## ACTIVITY
How many lines below hold the string "Copy"? Report that number alone.

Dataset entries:
◆ ◆ ◆

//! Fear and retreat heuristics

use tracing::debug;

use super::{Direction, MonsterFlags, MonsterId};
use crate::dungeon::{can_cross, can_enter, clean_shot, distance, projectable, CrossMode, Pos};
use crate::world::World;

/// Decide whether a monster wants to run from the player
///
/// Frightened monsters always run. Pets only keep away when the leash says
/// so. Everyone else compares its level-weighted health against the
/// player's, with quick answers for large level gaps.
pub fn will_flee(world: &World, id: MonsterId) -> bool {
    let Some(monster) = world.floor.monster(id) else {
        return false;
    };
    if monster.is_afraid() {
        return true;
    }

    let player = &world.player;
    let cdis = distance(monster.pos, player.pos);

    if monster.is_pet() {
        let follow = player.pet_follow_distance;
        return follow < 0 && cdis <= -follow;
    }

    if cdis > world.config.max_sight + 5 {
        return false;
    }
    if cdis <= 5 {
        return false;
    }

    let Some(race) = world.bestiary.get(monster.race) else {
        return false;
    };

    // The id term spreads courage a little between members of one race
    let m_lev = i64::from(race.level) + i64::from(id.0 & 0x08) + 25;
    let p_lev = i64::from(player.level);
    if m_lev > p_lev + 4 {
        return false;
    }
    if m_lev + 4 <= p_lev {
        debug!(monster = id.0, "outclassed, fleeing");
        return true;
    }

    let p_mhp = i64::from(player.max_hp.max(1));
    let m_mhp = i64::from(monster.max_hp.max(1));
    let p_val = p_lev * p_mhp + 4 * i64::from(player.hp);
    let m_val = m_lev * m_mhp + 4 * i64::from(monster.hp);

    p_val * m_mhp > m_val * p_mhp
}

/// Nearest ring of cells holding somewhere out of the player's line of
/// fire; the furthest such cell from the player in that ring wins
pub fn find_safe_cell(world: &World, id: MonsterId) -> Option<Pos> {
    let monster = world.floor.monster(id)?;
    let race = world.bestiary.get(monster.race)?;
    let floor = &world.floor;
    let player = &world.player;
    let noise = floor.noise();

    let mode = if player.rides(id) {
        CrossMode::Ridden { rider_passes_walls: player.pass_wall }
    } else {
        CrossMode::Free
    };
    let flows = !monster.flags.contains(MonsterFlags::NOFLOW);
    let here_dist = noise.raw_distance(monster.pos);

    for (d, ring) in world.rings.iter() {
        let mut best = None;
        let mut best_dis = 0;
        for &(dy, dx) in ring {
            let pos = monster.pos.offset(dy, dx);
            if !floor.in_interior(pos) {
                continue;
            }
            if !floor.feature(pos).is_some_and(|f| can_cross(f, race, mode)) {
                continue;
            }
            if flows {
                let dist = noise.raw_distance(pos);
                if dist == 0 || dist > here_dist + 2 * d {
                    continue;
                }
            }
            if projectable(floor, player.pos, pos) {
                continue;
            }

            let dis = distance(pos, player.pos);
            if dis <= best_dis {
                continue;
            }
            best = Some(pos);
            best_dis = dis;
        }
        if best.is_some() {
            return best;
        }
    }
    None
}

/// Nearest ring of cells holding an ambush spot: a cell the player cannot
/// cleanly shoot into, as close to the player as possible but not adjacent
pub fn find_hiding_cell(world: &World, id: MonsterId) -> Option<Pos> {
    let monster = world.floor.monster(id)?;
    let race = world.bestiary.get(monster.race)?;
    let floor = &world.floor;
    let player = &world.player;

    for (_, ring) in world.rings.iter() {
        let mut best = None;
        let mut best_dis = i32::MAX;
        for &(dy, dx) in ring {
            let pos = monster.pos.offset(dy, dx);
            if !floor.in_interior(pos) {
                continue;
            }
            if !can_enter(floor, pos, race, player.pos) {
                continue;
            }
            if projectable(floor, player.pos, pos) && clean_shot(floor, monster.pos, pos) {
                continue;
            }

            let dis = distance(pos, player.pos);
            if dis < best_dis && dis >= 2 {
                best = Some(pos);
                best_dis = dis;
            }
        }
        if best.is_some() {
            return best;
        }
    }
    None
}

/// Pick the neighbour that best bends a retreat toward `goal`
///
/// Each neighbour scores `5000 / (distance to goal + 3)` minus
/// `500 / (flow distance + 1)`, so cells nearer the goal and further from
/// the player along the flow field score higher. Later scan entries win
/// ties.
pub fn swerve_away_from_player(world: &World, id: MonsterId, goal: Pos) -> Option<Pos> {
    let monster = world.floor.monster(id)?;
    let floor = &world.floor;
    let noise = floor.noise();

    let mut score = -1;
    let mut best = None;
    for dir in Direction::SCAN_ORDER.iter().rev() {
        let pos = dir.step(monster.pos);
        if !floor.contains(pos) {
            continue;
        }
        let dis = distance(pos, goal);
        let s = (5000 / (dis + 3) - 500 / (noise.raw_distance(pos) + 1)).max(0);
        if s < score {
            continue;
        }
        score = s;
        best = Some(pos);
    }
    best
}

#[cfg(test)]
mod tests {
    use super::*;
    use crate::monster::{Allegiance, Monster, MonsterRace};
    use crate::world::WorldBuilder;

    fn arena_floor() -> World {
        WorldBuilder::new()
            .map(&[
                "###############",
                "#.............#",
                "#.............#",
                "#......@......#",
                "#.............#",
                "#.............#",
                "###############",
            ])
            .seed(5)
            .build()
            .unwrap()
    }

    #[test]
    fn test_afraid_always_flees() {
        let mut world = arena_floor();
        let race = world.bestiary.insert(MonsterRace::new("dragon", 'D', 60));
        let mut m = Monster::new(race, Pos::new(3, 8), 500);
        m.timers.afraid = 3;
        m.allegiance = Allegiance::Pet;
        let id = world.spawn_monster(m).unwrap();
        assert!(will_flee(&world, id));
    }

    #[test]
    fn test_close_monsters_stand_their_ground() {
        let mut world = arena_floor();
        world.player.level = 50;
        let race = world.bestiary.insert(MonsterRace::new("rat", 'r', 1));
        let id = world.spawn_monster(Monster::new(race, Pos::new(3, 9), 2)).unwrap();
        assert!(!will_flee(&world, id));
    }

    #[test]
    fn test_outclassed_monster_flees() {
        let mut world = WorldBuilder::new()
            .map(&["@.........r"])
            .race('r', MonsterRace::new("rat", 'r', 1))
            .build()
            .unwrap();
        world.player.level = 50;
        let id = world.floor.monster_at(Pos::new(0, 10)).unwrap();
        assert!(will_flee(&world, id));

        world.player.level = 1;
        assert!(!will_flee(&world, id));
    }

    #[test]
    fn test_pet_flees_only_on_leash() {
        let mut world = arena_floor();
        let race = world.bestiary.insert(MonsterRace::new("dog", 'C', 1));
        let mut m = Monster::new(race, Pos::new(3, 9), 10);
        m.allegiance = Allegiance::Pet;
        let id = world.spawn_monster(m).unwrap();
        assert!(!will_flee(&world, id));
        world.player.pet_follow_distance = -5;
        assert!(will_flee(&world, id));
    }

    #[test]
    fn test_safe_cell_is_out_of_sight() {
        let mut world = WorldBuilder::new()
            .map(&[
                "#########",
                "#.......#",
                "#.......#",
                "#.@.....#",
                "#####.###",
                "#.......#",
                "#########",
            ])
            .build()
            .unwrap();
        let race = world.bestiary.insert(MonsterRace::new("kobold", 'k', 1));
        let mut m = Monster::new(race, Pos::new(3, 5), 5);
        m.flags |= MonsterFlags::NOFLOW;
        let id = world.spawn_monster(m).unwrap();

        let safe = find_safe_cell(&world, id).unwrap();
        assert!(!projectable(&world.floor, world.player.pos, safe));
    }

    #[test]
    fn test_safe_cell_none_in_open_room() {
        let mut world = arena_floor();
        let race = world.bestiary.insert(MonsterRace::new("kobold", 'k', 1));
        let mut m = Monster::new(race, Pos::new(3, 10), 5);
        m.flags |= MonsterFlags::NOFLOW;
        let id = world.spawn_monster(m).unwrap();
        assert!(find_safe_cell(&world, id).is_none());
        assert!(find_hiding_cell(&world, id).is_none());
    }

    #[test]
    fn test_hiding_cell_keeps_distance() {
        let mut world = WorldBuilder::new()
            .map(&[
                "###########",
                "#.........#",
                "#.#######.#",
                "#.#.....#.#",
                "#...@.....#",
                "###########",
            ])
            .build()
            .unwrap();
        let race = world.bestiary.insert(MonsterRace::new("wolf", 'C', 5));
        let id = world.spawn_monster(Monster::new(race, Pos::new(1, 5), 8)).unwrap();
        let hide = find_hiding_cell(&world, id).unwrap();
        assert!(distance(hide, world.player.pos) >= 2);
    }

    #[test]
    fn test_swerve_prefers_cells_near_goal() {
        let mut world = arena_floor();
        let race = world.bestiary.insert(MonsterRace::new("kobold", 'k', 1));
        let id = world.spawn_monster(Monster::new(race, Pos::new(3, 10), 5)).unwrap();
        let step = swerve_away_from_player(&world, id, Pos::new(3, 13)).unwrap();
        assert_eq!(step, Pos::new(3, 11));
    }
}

◆ ◆ ◆

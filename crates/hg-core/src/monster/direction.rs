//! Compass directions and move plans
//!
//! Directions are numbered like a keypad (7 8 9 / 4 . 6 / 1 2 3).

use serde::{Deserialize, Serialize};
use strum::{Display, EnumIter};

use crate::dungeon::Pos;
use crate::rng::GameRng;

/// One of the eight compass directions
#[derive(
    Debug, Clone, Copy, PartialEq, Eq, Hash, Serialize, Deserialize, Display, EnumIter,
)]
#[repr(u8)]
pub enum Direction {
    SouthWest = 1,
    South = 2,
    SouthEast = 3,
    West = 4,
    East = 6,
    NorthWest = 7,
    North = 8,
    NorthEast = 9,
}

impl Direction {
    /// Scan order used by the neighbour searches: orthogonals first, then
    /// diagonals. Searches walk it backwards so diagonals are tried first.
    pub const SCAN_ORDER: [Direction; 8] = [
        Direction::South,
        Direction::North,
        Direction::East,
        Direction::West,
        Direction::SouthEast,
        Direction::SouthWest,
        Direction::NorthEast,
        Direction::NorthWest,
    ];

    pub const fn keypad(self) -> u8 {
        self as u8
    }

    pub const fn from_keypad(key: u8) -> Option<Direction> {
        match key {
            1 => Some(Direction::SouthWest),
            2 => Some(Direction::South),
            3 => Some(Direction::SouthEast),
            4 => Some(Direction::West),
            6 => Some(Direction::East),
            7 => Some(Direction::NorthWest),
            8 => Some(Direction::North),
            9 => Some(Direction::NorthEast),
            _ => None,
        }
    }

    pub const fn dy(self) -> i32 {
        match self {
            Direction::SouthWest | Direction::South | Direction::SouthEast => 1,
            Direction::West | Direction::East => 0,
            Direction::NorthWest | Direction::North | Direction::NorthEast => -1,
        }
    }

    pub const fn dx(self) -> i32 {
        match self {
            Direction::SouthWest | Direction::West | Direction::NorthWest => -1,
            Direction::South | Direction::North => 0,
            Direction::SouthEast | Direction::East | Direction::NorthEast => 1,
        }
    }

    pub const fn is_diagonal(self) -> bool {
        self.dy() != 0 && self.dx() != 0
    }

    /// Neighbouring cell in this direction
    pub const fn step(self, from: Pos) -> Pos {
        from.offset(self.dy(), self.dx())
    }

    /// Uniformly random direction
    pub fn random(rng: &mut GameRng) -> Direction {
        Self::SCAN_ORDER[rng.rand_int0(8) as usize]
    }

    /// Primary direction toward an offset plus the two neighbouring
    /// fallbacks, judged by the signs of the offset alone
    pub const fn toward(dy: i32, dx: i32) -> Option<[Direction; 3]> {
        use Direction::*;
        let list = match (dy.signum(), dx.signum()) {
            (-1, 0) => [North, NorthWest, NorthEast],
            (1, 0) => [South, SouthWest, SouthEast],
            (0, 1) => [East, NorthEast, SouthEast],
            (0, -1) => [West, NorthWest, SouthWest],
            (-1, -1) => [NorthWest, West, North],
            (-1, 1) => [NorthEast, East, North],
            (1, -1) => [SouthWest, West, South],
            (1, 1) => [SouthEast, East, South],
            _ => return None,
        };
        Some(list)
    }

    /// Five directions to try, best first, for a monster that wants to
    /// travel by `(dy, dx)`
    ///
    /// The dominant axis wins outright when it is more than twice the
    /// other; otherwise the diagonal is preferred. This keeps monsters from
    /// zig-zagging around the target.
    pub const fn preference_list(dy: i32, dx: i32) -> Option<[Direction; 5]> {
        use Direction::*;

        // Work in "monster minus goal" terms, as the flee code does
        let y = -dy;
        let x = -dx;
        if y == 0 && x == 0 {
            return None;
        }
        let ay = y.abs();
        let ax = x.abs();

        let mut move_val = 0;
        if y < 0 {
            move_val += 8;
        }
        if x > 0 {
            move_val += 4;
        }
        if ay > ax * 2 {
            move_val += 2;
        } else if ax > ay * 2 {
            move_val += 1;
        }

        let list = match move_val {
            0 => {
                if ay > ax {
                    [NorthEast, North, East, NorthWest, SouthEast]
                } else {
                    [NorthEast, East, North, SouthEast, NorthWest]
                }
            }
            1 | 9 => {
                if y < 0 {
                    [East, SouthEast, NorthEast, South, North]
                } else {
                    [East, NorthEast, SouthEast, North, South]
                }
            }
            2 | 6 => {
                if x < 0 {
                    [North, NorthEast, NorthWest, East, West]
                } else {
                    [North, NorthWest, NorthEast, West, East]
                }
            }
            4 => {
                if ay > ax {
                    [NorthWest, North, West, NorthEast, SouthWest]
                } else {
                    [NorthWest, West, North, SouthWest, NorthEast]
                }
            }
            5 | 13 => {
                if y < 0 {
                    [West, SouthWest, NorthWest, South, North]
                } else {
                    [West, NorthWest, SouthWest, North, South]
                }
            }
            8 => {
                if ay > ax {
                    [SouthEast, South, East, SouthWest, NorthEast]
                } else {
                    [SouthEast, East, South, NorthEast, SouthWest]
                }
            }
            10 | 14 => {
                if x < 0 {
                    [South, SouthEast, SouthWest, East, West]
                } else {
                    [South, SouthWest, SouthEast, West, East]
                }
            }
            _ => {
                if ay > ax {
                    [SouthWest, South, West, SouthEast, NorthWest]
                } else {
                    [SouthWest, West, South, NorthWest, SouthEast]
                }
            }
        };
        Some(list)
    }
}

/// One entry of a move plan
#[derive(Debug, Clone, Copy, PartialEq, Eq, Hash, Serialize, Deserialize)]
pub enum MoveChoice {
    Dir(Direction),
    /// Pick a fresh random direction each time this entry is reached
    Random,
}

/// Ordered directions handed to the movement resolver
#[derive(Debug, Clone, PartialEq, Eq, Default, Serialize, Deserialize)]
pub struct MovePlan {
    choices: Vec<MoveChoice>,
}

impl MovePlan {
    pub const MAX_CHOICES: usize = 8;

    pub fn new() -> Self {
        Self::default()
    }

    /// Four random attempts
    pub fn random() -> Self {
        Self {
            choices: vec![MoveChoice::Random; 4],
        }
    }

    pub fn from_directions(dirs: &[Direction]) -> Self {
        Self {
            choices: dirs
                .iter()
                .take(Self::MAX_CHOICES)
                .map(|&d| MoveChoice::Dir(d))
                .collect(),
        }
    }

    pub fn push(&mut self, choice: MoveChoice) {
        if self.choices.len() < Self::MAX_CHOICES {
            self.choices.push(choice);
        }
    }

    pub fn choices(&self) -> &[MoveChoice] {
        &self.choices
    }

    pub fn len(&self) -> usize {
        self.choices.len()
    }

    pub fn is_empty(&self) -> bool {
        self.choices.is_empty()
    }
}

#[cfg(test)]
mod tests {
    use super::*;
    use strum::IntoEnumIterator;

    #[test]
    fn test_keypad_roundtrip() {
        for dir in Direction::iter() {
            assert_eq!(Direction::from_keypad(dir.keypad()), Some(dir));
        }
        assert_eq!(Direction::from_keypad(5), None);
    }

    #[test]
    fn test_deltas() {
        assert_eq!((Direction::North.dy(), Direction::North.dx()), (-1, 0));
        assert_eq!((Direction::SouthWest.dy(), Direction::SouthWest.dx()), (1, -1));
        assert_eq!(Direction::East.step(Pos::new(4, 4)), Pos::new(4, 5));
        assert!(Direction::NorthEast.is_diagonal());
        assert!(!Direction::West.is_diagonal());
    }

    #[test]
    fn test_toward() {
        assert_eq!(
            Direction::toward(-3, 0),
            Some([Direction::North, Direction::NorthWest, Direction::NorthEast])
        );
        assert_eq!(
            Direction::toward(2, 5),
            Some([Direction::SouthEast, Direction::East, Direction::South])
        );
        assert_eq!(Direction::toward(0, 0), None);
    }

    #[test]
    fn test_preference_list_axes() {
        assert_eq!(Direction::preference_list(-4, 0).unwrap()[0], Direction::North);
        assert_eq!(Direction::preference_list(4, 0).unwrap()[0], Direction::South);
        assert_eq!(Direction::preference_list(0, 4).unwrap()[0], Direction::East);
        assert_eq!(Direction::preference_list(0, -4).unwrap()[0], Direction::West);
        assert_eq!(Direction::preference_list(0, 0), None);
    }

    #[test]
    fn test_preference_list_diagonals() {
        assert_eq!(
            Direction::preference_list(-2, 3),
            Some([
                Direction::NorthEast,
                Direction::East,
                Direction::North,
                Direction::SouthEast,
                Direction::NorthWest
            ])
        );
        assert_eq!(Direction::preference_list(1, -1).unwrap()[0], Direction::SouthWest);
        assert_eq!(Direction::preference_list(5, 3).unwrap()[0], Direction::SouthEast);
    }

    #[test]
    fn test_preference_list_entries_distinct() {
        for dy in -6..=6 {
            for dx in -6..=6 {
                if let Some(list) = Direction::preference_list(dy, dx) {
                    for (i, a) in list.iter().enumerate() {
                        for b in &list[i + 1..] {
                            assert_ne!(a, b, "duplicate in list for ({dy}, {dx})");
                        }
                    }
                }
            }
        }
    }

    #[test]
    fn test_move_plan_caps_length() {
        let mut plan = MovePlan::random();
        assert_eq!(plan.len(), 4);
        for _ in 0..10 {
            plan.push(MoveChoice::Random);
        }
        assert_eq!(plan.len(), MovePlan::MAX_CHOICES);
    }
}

◆ ◆ ◆

## SOLUTION
2